As can be seen, the output of Error number, MAD and SSE is really small. As a result, in future, the figures will grow up or drop down due to the Exponential trend.
According to the R square comparison, number of Quadratic is a little bit higher than Exponential’s (0.919 and 0.889 respectively). However, looking at the Standard Error, we can conclude that the data of Exponential is more closely to the accurate number. To sum up, Exponential trend is the changing trend of number of deaths due to COVID-19.3
3. Prediction number of deaths due to COVID 19
Application of Exponential model in real life practices might causes some people to against as it remain a very simple one. Nonetheless, we hope that model, which is statistically relevant, can provide informative data. In particular, by the end of September, the exponential model predicts that the European region will be suffered by another swing of the pandemic, predicted mortality cases in three last days of September is 417, 402 and 414 respectively. Whereas, in the case of Asian, the situation is predicted to be worsen than previous months. The number of deaths due to Corona virus in this area is1302 in September 28, 1393 in September 29 and 1281 in September 30.

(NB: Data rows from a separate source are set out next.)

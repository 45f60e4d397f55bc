//! The in-memory configuration store and its persistence.

use std::fs::{self, File};
use std::io::{BufWriter, Write};
use std::path::{Path, PathBuf};

use indexmap::IndexMap;
use tracing::{debug, info};

use crate::config::env::{self, EnvironmentMap};
use crate::config::ini;
use crate::config::schema::{self, OptionKey, SectionKind};
use crate::config::types::SslMode;
use crate::config::validation::{self, HostResolver, SystemResolver};
use crate::errors::{ConfigError, ValidationErrors};

/// Environment variable naming an explicit configuration file.
pub const CONFIG_ENV_VAR: &str = "TEAMPLIFY_CONF";

/// System-wide configuration file, the last place searched.
pub const SYSTEM_CONFIG_PATH: &str = "/etc/teamplify/teamplify.ini";

/// Written by [`ConfigStore::dump`] right before the `[email]` section.
pub const EMAIL_ADVISORY: &str = "; please note: Teamplify does not require email address \
confirmation when only the admin user is registered.";

/// A named block of options, in insertion order.
#[derive(Debug, Clone, PartialEq, Eq)]
pub struct Section {
    name: String,
    options: IndexMap<String, String>,
}

impl Section {
    fn new(name: impl Into<String>) -> Self {
        Self {
            name: name.into(),
            options: IndexMap::new(),
        }
    }

    pub fn name(&self) -> &str {
        &self.name
    }

    /// The schema kind, or `None` for a section the schema doesn't know.
    pub fn kind(&self) -> Option<SectionKind> {
        SectionKind::from_name(&self.name)
    }

    pub fn get(&self, option: &str) -> Option<&str> {
        self.options.get(option).map(String::as_str)
    }

    pub fn options(&self) -> impl Iterator<Item = (&str, &str)> {
        self.options.iter().map(|(k, v)| (k.as_str(), v.as_str()))
    }

    pub fn len(&self) -> usize {
        self.options.len()
    }

    pub fn is_empty(&self) -> bool {
        self.options.is_empty()
    }
}

/// Ordered `section -> option -> raw value` mapping, seeded with defaults.
///
/// Unknown sections and options loaded from a stale file are kept as-is
/// until [`ConfigStore::validate`] rejects them or
/// [`ConfigStore::remove_unknown`] strips them.
#[derive(Debug, Clone, PartialEq, Eq)]
pub struct ConfigStore {
    sections: IndexMap<String, Section>,
    path: Option<PathBuf>,
}

impl Default for ConfigStore {
    fn default() -> Self {
        Self::new()
    }
}

impl ConfigStore {
    /// A fresh store holding every schema default, including a newly
    /// generated signing key.
    pub fn new() -> Self {
        let mut sections = IndexMap::new();
        for kind in SectionKind::ALL {
            let mut section = Section::new(kind.as_str());
            for key in kind.options() {
                section
                    .options
                    .insert(key.name().to_string(), key.default_value().resolve());
            }
            sections.insert(kind.as_str().to_string(), section);
        }
        Self {
            sections,
            path: None,
        }
    }

    /// A fresh store that remembers `path` for later `load`/`dump` calls.
    pub fn with_path(path: impl Into<PathBuf>) -> Self {
        let mut store = Self::new();
        store.path = Some(path.into());
        store
    }

    /// First existing file of: `$TEAMPLIFY_CONF`, `~/.teamplify.ini`,
    /// `/etc/teamplify/teamplify.ini`.
    pub fn discover() -> Option<PathBuf> {
        search_locations().into_iter().find(|path| path.is_file())
    }

    /// Build a store from `explicit` (or the discovered file, if any) and
    /// overlay its contents onto the defaults.
    pub fn open(explicit: Option<&Path>) -> Result<Self, ConfigError> {
        match explicit.map(Path::to_path_buf).or_else(Self::discover) {
            Some(path) => {
                let mut store = Self::with_path(path.clone());
                store.load(&path)?;
                Ok(store)
            }
            None => Ok(Self::new()),
        }
    }

    /// The file this store was last loaded from or dumped to.
    pub fn path(&self) -> Option<&Path> {
        self.path.as_deref()
    }

    /// Overlay the file at `path` onto the current values.
    pub fn load(&mut self, path: &Path) -> Result<&mut Self, ConfigError> {
        if !path.exists() {
            return Err(ConfigError::ConfigNotFound {
                path: path.to_path_buf(),
            });
        }
        let text = fs::read_to_string(path)?;
        self.loads(&text)?;
        self.path = Some(path.to_path_buf());
        info!(
            event = "core.config.load_completed",
            path = %path.display(),
            sections = self.sections.len()
        );
        Ok(self)
    }

    /// Overlay configuration text onto the current values. Options missing
    /// from the text keep their current value.
    pub fn loads(&mut self, text: &str) -> Result<&mut Self, ConfigError> {
        for parsed in ini::parse(text)? {
            let section = self
                .sections
                .entry(parsed.name.clone())
                .or_insert_with(|| Section::new(parsed.name));
            for (option, value) in parsed.options {
                section.options.insert(option, value);
            }
        }
        Ok(self)
    }

    /// Write the store to `path`, the remembered path, or `~/.teamplify.ini`,
    /// in that order of preference. Returns the path written.
    pub fn dump(&mut self, path: Option<&Path>) -> Result<PathBuf, ConfigError> {
        let target = path
            .map(Path::to_path_buf)
            .or_else(|| self.path.clone())
            .unwrap_or_else(default_save_location);

        let contents = self.render(true);
        let write = |target: &Path| -> std::io::Result<()> {
            let mut writer = BufWriter::new(File::create(target)?);
            writer.write_all(contents.as_bytes())?;
            writer.flush()
        };
        write(&target).map_err(|source| ConfigError::WriteFailed {
            path: target.clone(),
            source,
        })?;

        info!(event = "core.config.dump_completed", path = %target.display());
        self.path = Some(target.clone());
        Ok(target)
    }

    /// Serialize without touching the filesystem.
    pub fn dumps(&self) -> String {
        self.render(false)
    }

    fn render(&self, with_advisory: bool) -> String {
        let mut out = String::new();
        for section in self.sections.values() {
            if with_advisory && section.kind() == Some(SectionKind::Email) {
                out.push_str(EMAIL_ADVISORY);
                out.push('\n');
            }
            ini::write_section(&mut out, &section.name, section.options());
        }
        out
    }

    pub fn sections(&self) -> impl Iterator<Item = &Section> {
        self.sections.values()
    }

    pub fn section(&self, name: &str) -> Option<&Section> {
        self.sections.get(name)
    }

    pub fn get(&self, section: &str, option: &str) -> Option<&str> {
        self.sections.get(section)?.get(option)
    }

    /// Value of a known option; empty when it has been removed.
    pub fn get_key(&self, key: OptionKey) -> &str {
        self.get(key.section().as_str(), key.name()).unwrap_or("")
    }

    /// Set a value, creating the section if needed. Option names are
    /// lower-cased like the ones read from files.
    pub fn set(&mut self, section: &str, option: &str, value: impl Into<String>) -> &mut Self {
        self.sections
            .entry(section.to_string())
            .or_insert_with(|| Section::new(section))
            .options
            .insert(option.to_lowercase(), value.into());
        self
    }

    pub fn set_key(&mut self, key: OptionKey, value: impl Into<String>) -> &mut Self {
        self.set(key.section().as_str(), key.name(), value)
    }

    /// Drop every section and option the schema doesn't know. Retained
    /// entries keep their order.
    pub fn remove_unknown(&mut self) -> &mut Self {
        self.sections.retain(|name, section| {
            if !schema::is_known_section(name) {
                debug!(event = "core.config.unknown_section_removed", section = name.as_str());
                return false;
            }
            section
                .options
                .retain(|option, _| schema::is_known_option(name, option));
            true
        });
        self
    }

    pub fn ssl_mode(&self) -> SslMode {
        SslMode::from_use_ssl(self.get_key(OptionKey::WebUseSsl))
    }

    /// Certificates are issued automatically when none are supplied.
    pub fn uses_automatic_certificates(&self) -> bool {
        self.get_key(OptionKey::WebSslCerts).is_empty()
    }

    /// Validate with the platform resolver.
    pub fn validate(&self) -> Result<&Self, ValidationErrors> {
        self.validate_with(&SystemResolver)
    }

    pub fn validate_with(&self, resolver: &dyn HostResolver) -> Result<&Self, ValidationErrors> {
        validation::validate_store(self, resolver)?;
        Ok(self)
    }

    /// Project into the deployment environment. Call on a validated store.
    pub fn env(&self) -> EnvironmentMap {
        env::project(self)
    }
}

fn home_config_path() -> Option<PathBuf> {
    dirs::home_dir().map(|home| home.join(".teamplify.ini"))
}

fn search_locations() -> Vec<PathBuf> {
    let mut locations = Vec::new();
    if let Ok(explicit) = std::env::var(CONFIG_ENV_VAR)
        && !explicit.is_empty()
    {
        locations.push(PathBuf::from(explicit));
    }
    locations.extend(home_config_path());
    locations.push(PathBuf::from(SYSTEM_CONFIG_PATH));
    locations
}

/// Where `dump` writes when no path is known.
pub fn default_save_location() -> PathBuf {
    home_config_path().unwrap_or_else(|| PathBuf::from(".teamplify.ini"))
}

Chapter 4. Time series conclusion
Figure 6‑1 display impacts of Corona virus on human lives in two studied regions. As can be seen in the figure, the overall trend of new deaths per day in two regions follow opposite direction. In European region, though start with very high number of deaths caused by Corona virus per day, yet, the overall situation had been improved, evidenced by consistent decline through May to July. The Asia region, however, established strict policies during pandemic since the lesson of China was very new and considerable. Thereby, the general circumstance in Asia seems to be in better condition than that of Europe. Still, there was a big swing in the middle of July, when the reported numbers of deaths sour up to more than 250 cases per day, signaled a risk of second outbreak in this area.
Figure 6‑1: Number of deaths per million population from 01/04-31/07/2020
Though the overall trend of two region are clear, nonetheless, there is other factor contributing to movement of two series. Regarding given regions, the cyclical effects seem to be a major components, illustrated by repeated up and down patterns of both regions. Moreover, European and Asia are both display rounded pattern. Due to this motivation, we suggest that the exponential model has potential to be the most appropriate model because it considers for both the overall trend effects and bounded movement. Thus, the exponential model is the best fit model for prediction of Covid impacts on human lives. Further, combined effects of qualitative assessment and quantitative numbers above, we conclude that Quadratic model would be the best model should be implemented in forecasting Corona consequences in global context.
Chapter 5. Conclusion
In summary, by applying the regression model for both region A (Asia) and region B (Europe), the factors that mainly effected on the total death of Covid-19 are different between two regions. In the Asia, the average rainfall with 17.9% of variation in total number of deaths (per million population) due to COVID 19 can be explained by variation in in Average rainfall (mm) and for every mm increased in average rainfall, the total number of deaths due to Covid-19 would be decreased by 0.356. In contrast, the Population of the country (in millions) and Hospital beds (per 10,000 people) are the two main factor that impact the number of deaths due to COVID 19 in Europe with 25.8% of variation in total number of deaths due to COVID 19 can be explained by these two factors. However, the population and the hospital beds had the opposite impact in the number of deaths: for every million people increased in population, the number of deaths (per million people) will also increase 2.55. In contrast, for every increase in hospital beds (per 10,000 people), the death cases (per million people) would decline 4.57.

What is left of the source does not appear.